Task requirements: Quote every entry word for word.

------ Record set ------

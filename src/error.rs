//! Error types for coconut-link.

use thiserror::Error;

/// Main error type for all driver operations.
#[derive(Debug, Error)]
pub enum CoconutError {
    /// I/O error on the serial stream.
    #[error("I/O error: {0}")]
    Io(#[from] std::io::Error),

    /// Malformed frame or frame that cannot be built.
    #[error("Protocol error: {0}")]
    Protocol(String),

    /// Symbolic parameter that has no protocol code.
    #[error("Unknown {domain}: {value:?}")]
    UnknownSymbol {
        /// Parameter domain (e.g. "direction").
        domain: &'static str,
        /// Rejected input.
        value: String,
    },

    /// Numeric parameter outside the range the firmware accepts.
    #[error("Invalid {name}: {value}")]
    InvalidParameter {
        /// Parameter name.
        name: &'static str,
        /// Rejected value.
        value: i64,
    },

    /// A request with the same correlation key is already awaiting its reply.
    #[error("Request already in flight: {0}")]
    RequestInFlight(String),

    /// The decode branch resolved the request with an error payload.
    #[error("Request rejected: {0}")]
    Rejected(String),

    /// The reply carried no decodable value.
    #[error("No data for {0}")]
    NoData(String),

    /// Connection closed while the request was pending.
    #[error("Connection closed")]
    ConnectionClosed,

    /// Operation attempted after disconnect.
    #[error("Not connected")]
    NotConnected,

    /// Backpressure timeout - write queue full.
    #[error("Backpressure timeout")]
    BackpressureTimeout,
}

/// Result type alias using CoconutError.
pub type Result<T> = std::result::Result<T, CoconutError>;
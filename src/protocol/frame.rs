//! Outgoing frame builder and incoming frame classification.
//!
//! # Example
//!
//! ```
//! use coconut_link::protocol::{action, build_frame, InboundFrame, Param};
//! use bytes::Bytes;
//!
//! let frame = build_frame(action::RUN, 0x1A, 0x00, &[Param::Byte(3), Param::Byte(60)]).unwrap();
//! assert_eq!(&frame[..], &[0xFF, 0x55, 0x06, 0x00, 0x02, 0x1A, 0x00, 0x03, 0x3C]);
//!
//! let ack = InboundFrame::parse(Bytes::from_static(&[0xFF, 0x55, 0x00, 0x04])).unwrap();
//! assert!(ack.is_ack());
//! ```

use bytes::{BufMut, Bytes, BytesMut};

use super::wire_format::{
    encode_i16, fix_length, ACK_FRAME_LEN, DEFAULT_EXT_ID, EXT_OFFSET, LEN_OFFSET,
    MIN_DATA_FRAME_LEN, PAYLOAD_OFFSET, RESET_FRAME, START_MARKER, TYPE_TAG_OFFSET,
};
use crate::error::{CoconutError, Result};

/// A single operation parameter.
///
/// Multi-byte parameters are flattened into the frame in place.
#[derive(Debug, Clone, PartialEq, Eq)]
pub enum Param {
    /// One byte.
    Byte(u8),
    /// Signed 16-bit value, low byte first.
    Word(i16),
    /// Raw byte run (e.g. LED matrix rows).
    Array(Vec<u8>),
}

impl Param {
    fn put(&self, buf: &mut BytesMut) {
        match self {
            Param::Byte(b) => buf.put_u8(*b),
            Param::Word(w) => buf.put_slice(&encode_i16(*w)),
            Param::Array(bytes) => buf.put_slice(bytes),
        }
    }

    fn encoded_len(&self) -> usize {
        match self {
            Param::Byte(_) => 1,
            Param::Word(_) => 2,
            Param::Array(bytes) => bytes.len(),
        }
    }
}

impl From<u8> for Param {
    fn from(value: u8) -> Self {
        Param::Byte(value)
    }
}

impl From<i16> for Param {
    fn from(value: i16) -> Self {
        Param::Word(value)
    }
}

impl From<bool> for Param {
    fn from(value: bool) -> Self {
        Param::Byte(u8::from(value))
    }
}

/// Build an outgoing frame.
///
/// Produces `[FF, 55, len, 00, action, device, sub_command, params...]` with
/// `len` rewritten to `frame.len() - 3` after the parameters are appended.
pub fn build_frame(action: u8, device: u8, sub_command: u8, params: &[Param]) -> Result<Bytes> {
    let body: usize = params.iter().map(Param::encoded_len).sum();
    let mut buf = BytesMut::with_capacity(7 + body);

    buf.put_slice(&START_MARKER);
    buf.put_u8(0x00);
    buf.put_u8(DEFAULT_EXT_ID);
    buf.put_u8(action);
    buf.put_u8(device);
    buf.put_u8(sub_command);
    for param in params {
        param.put(&mut buf);
    }

    fix_length(&mut buf)?;
    Ok(buf.freeze())
}

/// The reset / stop-all frame `FF 55 02 00 04`.
pub fn build_reset_frame() -> Bytes {
    Bytes::from_static(&RESET_FRAME)
}

/// Which of the two incoming shapes a frame has (or a request expects).
#[derive(Debug, Clone, Copy, PartialEq, Eq, Hash)]
pub enum FrameShape {
    /// Fixed 4-byte acknowledgement.
    Ack,
    /// Variable-length typed reply.
    Data,
}

/// A complete frame received from the robot, end marker stripped.
#[derive(Debug, Clone, PartialEq)]
pub enum InboundFrame {
    /// Bare acknowledgement of a run or reset command.
    Ack,
    /// Reply to a query.
    Data {
        /// Length byte as sent by the robot.
        declared_len: u8,
        /// Extension ID echoed by the robot.
        ext_id: u8,
        /// Value type tag (see [`crate::codec::decode_value`]).
        type_tag: u8,
        /// Bytes after the type tag.
        payload: Bytes,
    },
}

impl InboundFrame {
    /// Classify a frame delivered by [`super::FrameBuffer`].
    ///
    /// Exactly four bytes is an ack; five or more is a data frame.
    pub fn parse(raw: Bytes) -> Result<Self> {
        if !raw.starts_with(&START_MARKER) {
            return Err(CoconutError::Protocol(format!(
                "Frame does not start with FF 55: {:02X?}",
                &raw[..raw.len().min(8)]
            )));
        }

        match raw.len() {
            ACK_FRAME_LEN => Ok(InboundFrame::Ack),
            n if n >= MIN_DATA_FRAME_LEN => Ok(InboundFrame::Data {
                declared_len: raw[LEN_OFFSET],
                ext_id: raw[EXT_OFFSET],
                type_tag: raw[TYPE_TAG_OFFSET],
                payload: raw.slice(PAYLOAD_OFFSET..),
            }),
            n => Err(CoconutError::Protocol(format!(
                "Frame of {} bytes is neither ack nor data",
                n
            ))),
        }
    }

    /// Shape of this frame.
    #[inline]
    pub fn shape(&self) -> FrameShape {
        match self {
            InboundFrame::Ack => FrameShape::Ack,
            InboundFrame::Data { .. } => FrameShape::Data,
        }
    }

    /// Check if this is an ack.
    #[inline]
    pub fn is_ack(&self) -> bool {
        matches!(self, InboundFrame::Ack)
    }

    /// Type tag and payload of a data frame.
    pub fn data(&self) -> Option<(u8, &[u8])> {
        match self {
            InboundFrame::Data {
                type_tag, payload, ..
            } => Some((*type_tag, &payload[..])),
            InboundFrame::Ack => None,
        }
    }
}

------

Problem solution:
filename src/error.rs
//! Error types for coconut-link.

use thiserror::Error;

/// Main error type for all driver operations.
#[derive(Debug, Error)]
pub enum CoconutError {
    /// I/O error on the serial stream.
    #[error("I/O error: {0}")]
    Io(#[from] std::io::Error),

    /// Malformed frame or frame that cannot be built.
    #[error("Protocol error: {0}")]
    Protocol(String),

    /// Symbolic parameter that has no protocol code.
    #[error("Unknown {domain}: {value:?}")]
    UnknownSymbol {
        /// Parameter domain (e.g. "direction").
        domain: &'static str,
        /// Rejected input.
        value: String,
    },

    /// Numeric parameter outside the range the firmware accepts.
    #[error("Invalid {name}: {value}")]
    InvalidParameter {
        /// Parameter name.
        name: &'static str,
        /// Rejected value.
        value: i64,
    },

    /// A request with the same correlation key is already awaiting its reply.
    #[error("Request already in flight: {0}")]
    RequestInFlight(String),

    /// The decode branch resolved the request with an error payload.
    #[error("Request rejected: {0}")]
    Rejected(String),

    /// The reply carried no decodable value.
    #[error("No data for {0}")]
    NoData(String),

    /// Connection closed while the request was pending.
    #[error("Connection closed")]
    ConnectionClosed,

    /// Operation attempted after disconnect.
    #[error("Not connected")]
    NotConnected,

    /// Backpressure timeout - write queue full.
    #[error("Backpressure timeout")]
    BackpressureTimeout,
}

/// Result type alias using CoconutError.
pub type Result<T> = std::result::Result<T, CoconutError>;
filename src/protocol/frame.rs
//! Outgoing frame builder and incoming frame classification.
//!
//! # Example
//!
//! ```
//! use coconut_link::protocol::{action, build_frame, InboundFrame, Param};
//! use bytes::Bytes;
//!
//! let frame = build_frame(action::RUN, 0x1A, 0x00, &[Param::Byte(3), Param::Byte(60)]).unwrap();
//! assert_eq!(&frame[..], &[0xFF, 0x55, 0x06, 0x00, 0x02, 0x1A, 0x00, 0x03, 0x3C]);
//!
//! let ack = InboundFrame::parse(Bytes::from_static(&[0xFF, 0x55, 0x00, 0x04])).unwrap();
//! assert!(ack.is_ack());
//! ```

use bytes::{BufMut, Bytes, BytesMut};

use super::wire_format::{
    encode_i16, fix_length, ACK_FRAME_LEN, DEFAULT_EXT_ID, EXT_OFFSET, LEN_OFFSET,
    MIN_DATA_FRAME_LEN, PAYLOAD_OFFSET, RESET_FRAME, START_MARKER, TYPE_TAG_OFFSET,
};
use crate::error::{CoconutError, Result};

/// A single operation parameter.
///
/// Multi-byte parameters are flattened into the frame in place.
#[derive(Debug, Clone, PartialEq, Eq)]
pub enum Param {
    /// One byte.
    Byte(u8),
    /// Signed 16-bit value, low byte first.
    Word(i16),
    /// Raw byte run (e.g. LED matrix rows).
    Array(Vec<u8>),
}

impl Param {
    fn put(&self, buf: &mut BytesMut) {
        match self {
            Param::Byte(b) => buf.put_u8(*b),
            Param::Word(w) => buf.put_slice(&encode_i16(*w)),
            Param::Array(bytes) => buf.put_slice(bytes),
        }
    }

    fn encoded_len(&self) -> usize {
        match self {
            Param::Byte(_) => 1,
            Param::Word(_) => 2,
            Param::Array(bytes) => bytes.len(),
        }
    }
}

impl From<u8> for Param {
    fn from(value: u8) -> Self {
        Param::Byte(value)
    }
}

impl From<i16> for Param {
    fn from(value: i16) -> Self {
        Param::Word(value)
    }
}

impl From<bool> for Param {
    fn from(value: bool) -> Self {
        Param::Byte(u8::from(value))
    }
}

/// Build an outgoing frame.
///
/// Produces `[FF, 55, len, 00, action, device, sub_command, params...]` with
/// `len` rewritten to `frame.len() - 3` after the parameters are appended.
pub fn build_frame(action: u8, device: u8, sub_command: u8, params: &[Param]) -> Result<Bytes> {
    let body: usize = params.iter().map(Param::encoded_len).sum();
    let mut buf = BytesMut::with_capacity(7 + body);

    buf.put_slice(&START_MARKER);
    buf.put_u8(0x00);
    buf.put_u8(DEFAULT_EXT_ID);
    buf.put_u8(action);
    buf.put_u8(device);
    buf.put_u8(sub_command);
    for param in params {
        param.put(&mut buf);
    }

    fix_length(&mut buf)?;
    Ok(buf.freeze())
}

/// The reset / stop-all frame `FF 55 02 00 04`.
pub fn build_reset_frame() -> Bytes {
    Bytes::from_static(&RESET_FRAME)
}

/// Which of the two incoming shapes a frame has (or a request expects).
#[derive(Debug, Clone, Copy, PartialEq, Eq, Hash)]
pub enum FrameShape {
    /// Fixed 4-byte acknowledgement.
    Ack,
    /// Variable-length typed reply.
    Data,
}

/// A complete frame received from the robot, end marker stripped.
#[derive(Debug, Clone, PartialEq)]
pub enum InboundFrame {
    /// Bare acknowledgement of a run or reset command.
    Ack,
    /// Reply to a query.
    Data {
        /// Length byte as sent by the robot.
        declared_len: u8,
        /// Extension ID echoed by the robot.
        ext_id: u8,
        /// Value type tag (see [`crate::codec::decode_value`]).
        type_tag: u8,
        /// Bytes after the type tag.
        payload: Bytes,
    },
}

impl InboundFrame {
    /// Classify a frame delivered by [`super::FrameBuffer`].
    ///
    /// Exactly four bytes is an ack; five or more is a data frame.
    pub fn parse(raw: Bytes) -> Result<Self> {
        if !raw.starts_with(&START_MARKER) {
            return Err(CoconutError::Protocol(format!(
                "Frame does not start with FF 55: {:02X?}",
                &raw[..raw.len().min(8)]
            )));
        }

        match raw.len() {
            ACK_FRAME_LEN => Ok(InboundFrame::Ack),
            n if n >= MIN_DATA_FRAME_LEN => Ok(InboundFrame::Data {
                declared_len: raw[LEN_OFFSET],
                ext_id: raw[EXT_OFFSET],
                type_tag: raw[TYPE_TAG_OFFSET],
                payload: raw.slice(PAYLOAD_OFFSET..),
            }),
            n => Err(CoconutError::Protocol(format!(
                "Frame of {} bytes is neither ack nor data",
                n
            ))),
        }
    }

    /// Shape of this frame.
    #[inline]
    pub fn shape(&self) -> FrameShape {
        match self {
            InboundFrame::Ack => FrameShape::Ack,
            InboundFrame::Data { .. } => FrameShape::Data,
        }
    }

    /// Check if this is an ack.
    #[inline]
    pub fn is_ack(&self) -> bool {
        matches!(self, InboundFrame::Ack)
    }

    /// Type tag and payload of a data frame.
    pub fn data(&self) -> Option<(u8, &[u8])> {
        match self {
            InboundFrame::Data {
                type_tag, payload, ..
            } => Some((*type_tag, &payload[..])),
            InboundFrame::Ack => None,
        }
    }
}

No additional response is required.